# [SOLVED] MYSQL won't restart after a power failure

## mlnzigzag

Hi ppl,

i got a very strange issue with my mysql installation, started after the server had a power loss and an unclean shutdown

the root filesystem has already been checked with e2fsck that found and corrected a lot of errors, but the server still doesn't start.

following is the output of the shell

i even tried starting the server with a newly initialized database, but nothing changes

i tried to reemerge (recompiling) as well as reinstalling the package with --usepkgonly but the following is still printed out to the shell

```
host1 ~ # /etc/init.d/mysql start

dbg:  >>> start()

 * Starting mysql ...

dbg:  >>> get_slot_config()

dbg:  srv                0

dbg:  srv_slot           0

dbg:  srv_num            

dbg:  tmp_eval           mysql_slot_0[@]

dbg:  conf_d_parameters  

dbg:  MY_SUFFIX          

dbg:  chroot dir => 

dbg:  niceness   => 

dbg:  basedir    => /usr

dbg:  datadir    => /var/lib/mysql

dbg:  pidfile    => /var/run/mysqld/mysqld.pid

dbg:  socket     => /var/run/mysqld/mysqld.sock

dbg:  Unamanged  =>  

dbg:  <<< get_slot_config() ok

dbg:  >>> checkconfig("/var/lib/mysql")

dbg:  <<< checkconfig() ok

 * Starting mysql (/etc/mysql/my.cnf)

dbg:  starting mysqld with: --defaults-file=/etc/mysql/my.cnf   --basedir=/usr --datadir=/var/lib/mysql --pid-file=/var/run/mysqld/mysqld.pid --socket=/var/run/mysqld/mysqld.sock

Starting /usr/sbin/mysqld...

Detaching to start /usr/sbin/mysqld...done.

dbg:  

dbg:  

 * MySQL NOT started (1)

dbg:  <<< start() 
```

these are the mysqld.err lines relative to this attempt to start the server:

```
090727 12:21:04 [Warning] No argument was provided to --log-bin, and --log-bin-index was not used; so replication may break when this MySQL server acts as a master and has his hostname changed!! Please use '--log-bin=mysqld-bin' to avoid this problem.

090727 12:21:04 [ERROR] Can't start server : Bind on unix socket: Permission denied

090727 12:21:04 [ERROR] Do you already have another mysqld server running on socket: /var/run/mysqld/mysqld.sock ?

090727 12:21:04 [ERROR] Aborting

090727 12:21:04 [Note] /usr/sbin/mysqld: Shutdown complete

```

no need to say that i DON'T have another mysqld server running on this socket (wich doesn't exists)

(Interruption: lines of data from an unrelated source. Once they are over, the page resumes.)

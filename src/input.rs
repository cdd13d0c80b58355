//! X11 输入引擎
//!
//! - 状态查询: QueryPointer (左键 / Shift), GetInputFocus (前台窗口),
//!   XFixes GetCursorImage (光标是否可见)
//! - 点击注入: SendEvent 定向投递到目标窗口, 或 XTEST 伪造输入
//!
//! 回放与录制只依赖 `InputBackend` trait, 测试中用脚本化实现替代。

use anyhow::Result;
use serde::Deserialize;

// =====================================================================
// 类型
// =====================================================================

/// 前台窗口标识
#[derive(Debug, Clone, PartialEq, Eq)]
pub struct Target {
    pub window: u32,
    /// WM_CLASS 的 instance 与 class 两部分
    pub class: Vec<String>,
    pub title: String,
}

/// 目标窗口匹配规则 (所有已配置字段都要匹配)
#[derive(Debug, Clone, PartialEq, Eq, Deserialize)]
#[serde(default)]
pub struct TargetMatcher {
    /// WM_CLASS 任一部分以此开头即匹配, 不区分大小写
    /// (LWJGL2 的 class 可能带版本号, 如 "Minecraft 1.8.9")
    pub class: Option<String>,
    /// 标题子串
    pub title: Option<String>,
}

impl Default for TargetMatcher {
    fn default() -> Self {
        Self {
            class: Some("Minecraft".to_string()),
            title: None,
        }
    }
}

impl TargetMatcher {
    pub fn matches(&self, target: &Target) -> bool {
        let class_ok = self.class.as_ref().map_or(true, |want| {
            let want = want.to_ascii_lowercase();
            target
                .class
                .iter()
                .any(|c| c.to_ascii_lowercase().starts_with(&want))
        });
        let title_ok = self
            .title
            .as_ref()
            .map_or(true, |want| target.title.contains(want.as_str()));
        class_ok && title_ok
    }
}

impl std::fmt::Display for TargetMatcher {
    fn fmt(&self, f: &mut std::fmt::Formatter<'_>) -> std::fmt::Result {
        match (&self.class, &self.title) {
            (Some(c), Some(t)) => write!(f, "class={c} title~{t:?}"),
            (Some(c), None) => write!(f, "class={c}"),
            (None, Some(t)) => write!(f, "title~{t:?}"),
            (None, None) => write!(f, "任意窗口"),
        }
    }
}

/// 点击注入方式
#[derive(Debug, Clone, Copy, PartialEq, Eq, Default, Deserialize)]
#[serde(rename_all = "snake_case")]
pub enum InjectMode {
    /// 定向投递到目标窗口
    #[default]
    SendEvent,
    /// 服务器级伪造输入
    Xtest,
}

/// 输入状态查询 + 点击注入
pub trait InputBackend {
    /// 鼠标左键是否按住
    fn button_held(&mut self) -> Result<bool>;
    /// 修饰键 (Shift) 是否按住
    fn modifier_held(&mut self) -> Result<bool>;
    /// 光标是否可见 (游戏内通常隐藏)
    fn pointer_visible(&mut self) -> Result<bool>;
    /// 当前前台窗口
    fn foreground_target(&mut self) -> Result<Option<Target>>;
    fn inject_press(&mut self, target: &Target) -> Result<()>;
    fn inject_release(&mut self, target: &Target) -> Result<()>;
}

// =====================================================================
// X11Engine
// =====================================================================

#[cfg(target_os = "linux")]
pub use x11::X11Engine;

#[cfg(target_os = "linux")]
mod x11 {
    use super::{InjectMode, InputBackend, Target};
    use anyhow::{Context, Result};
    use tracing::{debug, info};
    use x11rb::connection::Connection;
    use x11rb::protocol::xfixes::ConnectionExt as _;
    use x11rb::protocol::xproto::{
        Atom, AtomEnum, ButtonPressEvent, ConnectionExt as _, EventMask, KeyButMask, Window,
        BUTTON_PRESS_EVENT, BUTTON_RELEASE_EVENT,
    };
    use x11rb::protocol::xtest::ConnectionExt as _;
    use x11rb::rust_connection::RustConnection;

    /// 左键
    const BUTTON_LEFT: u8 = 1;
    /// 向上查找带 WM_CLASS 的父窗口的最大层数
    const MAX_PARENT_WALK: usize = 16;

    pub struct X11Engine {
        conn: RustConnection,
        root: Window,
        mode: InjectMode,
        net_wm_name: Atom,
        utf8_string: Atom,
    }

    impl X11Engine {
        /// 连接 X server (读取 DISPLAY)
        pub fn new(mode: InjectMode) -> Result<Self> {
            info!("🎮 初始化 X11 输入引擎...");
            let (conn, screen_num) =
                x11rb::connect(None).context("连接 X server 失败 (检查 DISPLAY)")?;
            let root = conn.setup().roots[screen_num].root;

            conn.xfixes_query_version(5, 0)?
                .reply()
                .context("X server 不支持 XFixes")?;
            if mode == InjectMode::Xtest {
                conn.xtest_get_version(2, 2)?
                    .reply()
                    .context("X server 不支持 XTEST")?;
            }

            let net_wm_name = conn.intern_atom(false, b"_NET_WM_NAME")?.reply()?.atom;
            let utf8_string = conn.intern_atom(false, b"UTF8_STRING")?.reply()?.atom;

            info!("✅ X11 输入引擎就绪 (注入方式: {mode:?})");
            Ok(Self {
                conn,
                root,
                mode,
                net_wm_name,
                utf8_string,
            })
        }

        fn pointer_mask(&self) -> Result<KeyButMask> {
            Ok(self.conn.query_pointer(self.root)?.reply()?.mask)
        }

        fn property(&self, window: Window, prop: Atom, ty: Atom) -> Result<Vec<u8>> {
            let reply = self
                .conn
                .get_property(false, window, prop, ty, 0, 1024)?
                .reply()?;
            Ok(reply.value)
        }

        fn describe(&self, window: Window) -> Result<Option<Target>> {
            let raw = self.property(window, AtomEnum::WM_CLASS.into(), AtomEnum::STRING.into())?;
            if raw.is_empty() {
                return Ok(None);
            }
            let class = raw
                .split(|b| *b == 0)
                .filter(|part| !part.is_empty())
                .map(|part| String::from_utf8_lossy(part).into_owned())
                .collect();

            let mut title = self.property(window, self.net_wm_name, self.utf8_string)?;
            if title.is_empty() {
                title = self.property(window, AtomEnum::WM_NAME.into(), AtomEnum::ANY.into())?;
            }
            Ok(Some(Target {
                window,
                class,
                title: String::from_utf8_lossy(&title).into_owned(),
            }))
        }

        fn send_button(&self, target: &Target, press: bool) -> Result<()> {
            match self.mode {
                InjectMode::SendEvent => {
                    let pointer = self.conn.query_pointer(target.window)?.reply()?;
                    let (response_type, state, mask) = if press {
                        (BUTTON_PRESS_EVENT, KeyButMask::from(0u16), EventMask::BUTTON_PRESS)
                    } else {
                        (BUTTON_RELEASE_EVENT, KeyButMask::BUTTON1, EventMask::BUTTON_RELEASE)
                    };
                    let event = ButtonPressEvent {
                        response_type,
                        detail: BUTTON_LEFT,
                        sequence: 0,
                        time: x11rb::CURRENT_TIME,
                        root: self.root,
                        event: target.window,
                        child: x11rb::NONE,
                        root_x: pointer.root_x,
                        root_y: pointer.root_y,
                        event_x: pointer.win_x,
                        event_y: pointer.win_y,
                        state,
                        same_screen: true,
                    };
                    self.conn.send_event(true, target.window, mask, event)?;
                }
                InjectMode::Xtest => {
                    let kind = if press { BUTTON_PRESS_EVENT } else { BUTTON_RELEASE_EVENT };
                    self.conn.xtest_fake_input(
                        kind,
                        BUTTON_LEFT,
                        x11rb::CURRENT_TIME,
                        x11rb::NONE,
                        0,
                        0,
                        0,
                    )?;
                }
            }
            self.conn.flush()?;
            Ok(())
        }
    }

    impl InputBackend for X11Engine {
        fn button_held(&mut self) -> Result<bool> {
            Ok(self.pointer_mask()?.contains(KeyButMask::BUTTON1))
        }

        fn modifier_held(&mut self) -> Result<bool> {
            Ok(self.pointer_mask()?.contains(KeyButMask::SHIFT))
        }

        fn pointer_visible(&mut self) -> Result<bool> {
            let image = self.conn.xfixes_get_cursor_image()?.reply()?;
            // ARGB, 全透明即视为隐藏
            Ok(image.cursor_image.iter().any(|px| px >> 24 != 0))
        }

        fn foreground_target(&mut self) -> Result<Option<Target>> {
            let mut window = self.conn.get_input_focus()?.reply()?.focus;
            // 0 = None, 1 = PointerRoot
            if window <= 1 {
                return Ok(None);
            }
            for _ in 0..MAX_PARENT_WALK {
                if let Some(target) = self.describe(window)? {
                    return Ok(Some(target));
                }
                let tree = self.conn.query_tree(window)?.reply()?;
                if tree.parent == x11rb::NONE || tree.parent == tree.root {
                    break;
                }
                window = tree.parent;
            }
            debug!("前台窗口 {window:#x} 没有 WM_CLASS");
            Ok(None)
        }

        fn inject_press(&mut self, target: &Target) -> Result<()> {
            self.send_button(target, true)
        }

        fn inject_release(&mut self, target: &Target) -> Result<()> {
            self.send_button(target, false)
        }
    }
}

Please feel free to ask for any further informations i may be lacking!

Thanks a lot in advance for your patience and help

MarcoLast edited by mlnzigzag on Mon Jul 27, 2009 1:23 pm; edited 1 time in total

----------

## cach0rr0

Try this:

```

chown -R mysql:mysql /var/run/mysqld

```

then try starting up mysql.

----------

## mlnzigzag

tnx a lot mate, we did it!

i just did as you said and it instantly came up

just wonderin why the unclean shutdown created this issue...

but it's much less important than having the service back running

thank you very much

Marco

----------

## cach0rr0

permissions issue 

the .sock file likely had a different owner (presumably root) 

so mysql was unable to remove it and recreate it when attempting to do so as the 'mysql' user. This is something it will do on every startup. 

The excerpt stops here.